Extracted data:
++++++++
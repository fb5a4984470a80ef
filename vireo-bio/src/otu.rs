//! Typed OTU, isolate, sequence and reference records
//!
//! These mirror the documents held in the store. Field names follow the stored
//! documents (`_id`, `last_indexed_version`, ...) so records round-trip through
//! `serde_json` without a mapping layer.

use serde::{Deserialize, Serialize};
use std::fmt;

/// Identifier of the same entity in an external mirror
#[derive(Debug, Clone, PartialEq, Eq, Serialize, Deserialize)]
pub struct RemoteId {
    pub id: String,
}

/// Link from an OTU back to its parent reference
#[derive(Debug, Clone, PartialEq, Eq, Serialize, Deserialize)]
pub struct ReferenceLink {
    pub id: String,
}

#[derive(Debug, Clone, PartialEq, Serialize, Deserialize)]
pub struct Sequence {
    #[serde(rename = "_id")]
    pub id: String,
    #[serde(default)]
    pub accession: String,
    #[serde(default)]
    pub definition: String,
    #[serde(default)]
    pub host: String,
    pub sequence: String,
    #[serde(default, skip_serializing_if = "Option::is_none")]
    pub segment: Option<String>,
    #[serde(default, skip_serializing_if = "Option::is_none")]
    pub target: Option<String>,
    #[serde(default, skip_serializing_if = "Option::is_none")]
    pub remote: Option<RemoteId>,
}

impl Sequence {
    pub fn new(id: impl Into<String>, sequence: impl Into<String>) -> Self {
        Self {
            id: id.into(),
            accession: String::new(),
            definition: String::new(),
            host: String::new(),
            sequence: sequence.into(),
            segment: None,
            target: None,
            remote: None,
        }
    }

    /// Identifier used in exports: the remote id when one is present
    pub fn export_id(&self) -> &str {
        self.remote.as_ref().map(|r| r.id.as_str()).unwrap_or(&self.id)
    }
}

#[derive(Debug, Clone, PartialEq, Serialize, Deserialize)]
pub struct Isolate {
    pub id: String,
    #[serde(default)]
    pub source_type: String,
    #[serde(default)]
    pub source_name: String,
    #[serde(default)]
    pub default: bool,
    #[serde(default)]
    pub sequences: Vec<Sequence>,
}

/// One segment of an OTU's genome layout
#[derive(Debug, Clone, PartialEq, Serialize, Deserialize)]
pub struct SchemaSegment {
    pub name: String,
    #[serde(default, skip_serializing_if = "Option::is_none")]
    pub molecule: Option<String>,
    #[serde(default)]
    pub required: bool,
}

#[derive(Debug, Clone, PartialEq, Serialize, Deserialize)]
pub struct Otu {
    #[serde(rename = "_id")]
    pub id: String,
    pub name: String,
    #[serde(default)]
    pub abbreviation: String,
    #[serde(default)]
    pub schema: Vec<SchemaSegment>,
    #[serde(default)]
    pub isolates: Vec<Isolate>,
    pub version: u32,
    #[serde(default)]
    pub last_indexed_version: Option<u32>,
    #[serde(default, skip_serializing_if = "Option::is_none")]
    pub reference: Option<ReferenceLink>,
    #[serde(default, skip_serializing_if = "Option::is_none")]
    pub remote: Option<RemoteId>,
}

impl Otu {
    /// The isolate flagged `default`, if any
    pub fn default_isolate(&self) -> Option<&Isolate> {
        self.isolates.iter().find(|isolate| isolate.default)
    }

    /// All sequences across every isolate, in isolate order
    pub fn sequences(&self) -> impl Iterator<Item = &Sequence> {
        self.isolates.iter().flat_map(|isolate| isolate.sequences.iter())
    }

    pub fn sequence_count(&self) -> usize {
        self.isolates.iter().map(|isolate| isolate.sequences.len()).sum()
    }

    /// Identifier used in exports: the remote id when one is present
    pub fn export_id(&self) -> &str {
        self.remote.as_ref().map(|r| r.id.as_str()).unwrap_or(&self.id)
    }
}

/// Data type of a reference. Drives which sequences are indexed.
#[derive(Debug, Clone, PartialEq, Eq, Hash, Serialize, Deserialize)]
#[serde(from = "String", into = "String")]
pub enum DataType {
    Genome,
    Barcode,
    Other(String),
}

impl DataType {
    pub fn as_str(&self) -> &str {
        match self {
            DataType::Genome => "genome",
            DataType::Barcode => "barcode",
            DataType::Other(name) => name,
        }
    }

    pub fn is_barcode(&self) -> bool {
        matches!(self, DataType::Barcode)
    }
}

impl From<String> for DataType {
    fn from(value: String) -> Self {
        match value.as_str() {
            "genome" => DataType::Genome,
            "barcode" => DataType::Barcode,
            _ => DataType::Other(value),
        }
    }
}

impl From<&str> for DataType {
    fn from(value: &str) -> Self {
        DataType::from(value.to_string())
    }
}

impl From<DataType> for String {
    fn from(value: DataType) -> Self {
        match value {
            DataType::Other(name) => name,
            other => other.as_str().to_string(),
        }
    }
}

impl fmt::Display for DataType {
    fn fmt(&self, f: &mut fmt::Formatter<'_>) -> fmt::Result {
        f.write_str(self.as_str())
    }
}

/// Amplicon target of a barcode reference
#[derive(Debug, Clone, PartialEq, Serialize, Deserialize)]
pub struct Target {
    pub name: String,
    #[serde(default)]
    pub description: String,
    #[serde(default, skip_serializing_if = "Option::is_none")]
    pub length: Option<u32>,
    #[serde(default)]
    pub required: bool,
}

/// Parent reference metadata. Read-only during a build.
#[derive(Debug, Clone, PartialEq, Serialize, Deserialize)]
pub struct Reference {
    #[serde(rename = "_id")]
    pub id: String,
    pub data_type: DataType,
    #[serde(default)]
    pub organism: String,
    #[serde(default)]
    pub targets: Option<Vec<Target>>,
}

#[cfg(test)]
mod tests {
    use super::*;
    use serde_json::json;

    #[test]
    fn test_data_type_parsing() {
        assert_eq!(DataType::from("genome"), DataType::Genome);
        assert_eq!(DataType::from("barcode"), DataType::Barcode);
        assert_eq!(
            DataType::from("amplicon"),
            DataType::Other("amplicon".to_string())
        );
        assert!(DataType::Barcode.is_barcode());
        assert!(!DataType::Other("barcode-ish".to_string()).is_barcode());
    }

    #[test]
    fn test_data_type_serializes_as_plain_string() {
        let value = serde_json::to_value(DataType::Other("rna".to_string())).unwrap();
        assert_eq!(value, json!("rna"));

        let parsed: DataType = serde_json::from_value(json!("barcode")).unwrap();
        assert_eq!(parsed, DataType::Barcode);
    }

    #[test]
    fn test_otu_from_store_document() {
        let doc = json!({
            "_id": "otu1",
            "name": "Tobacco mosaic virus",
            "abbreviation": "TMV",
            "version": 4,
            "last_indexed_version": null,
            "reference": {"id": "ref1"},
            "remote": {"id": "remote-otu1"},
            "isolates": [{
                "id": "iso1",
                "source_type": "isolate",
                "source_name": "A",
                "default": true,
                "sequences": [{"_id": "s1", "sequence": "ATGC", "segment": "RNA1"}]
            }]
        });

        let otu: Otu = serde_json::from_value(doc).unwrap();

        assert_eq!(otu.version, 4);
        assert_eq!(otu.last_indexed_version, None);
        assert_eq!(otu.export_id(), "remote-otu1");
        assert_eq!(otu.default_isolate().unwrap().id, "iso1");
        assert_eq!(otu.sequence_count(), 1);

        let sequence = otu.sequences().next().unwrap();
        assert_eq!(sequence.segment.as_deref(), Some("RNA1"));
        assert_eq!(sequence.export_id(), "s1");
        assert!(otu.schema.is_empty());
    }

    #[test]
    fn test_sequence_export_id_prefers_remote() {
        let mut sequence = Sequence::new("local", "ACGT");
        assert_eq!(sequence.export_id(), "local");

        sequence.remote = Some(RemoteId {
            id: "mirror".to_string(),
        });
        assert_eq!(sequence.export_id(), "mirror");
    }
}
++++++++
Activity: The answer must hold only the lines from the first line of the data through the line bearing "records round-trip through", returned exactly.

Task result:
repository fb5a4984470a80ef
filename vireo-bio/src/otu.rs
//! Typed OTU, isolate, sequence and reference records
//!
//! These mirror the documents held in the store. Field names follow the stored
//! documents (`_id`, `last_indexed_version`, ...) so records round-trip through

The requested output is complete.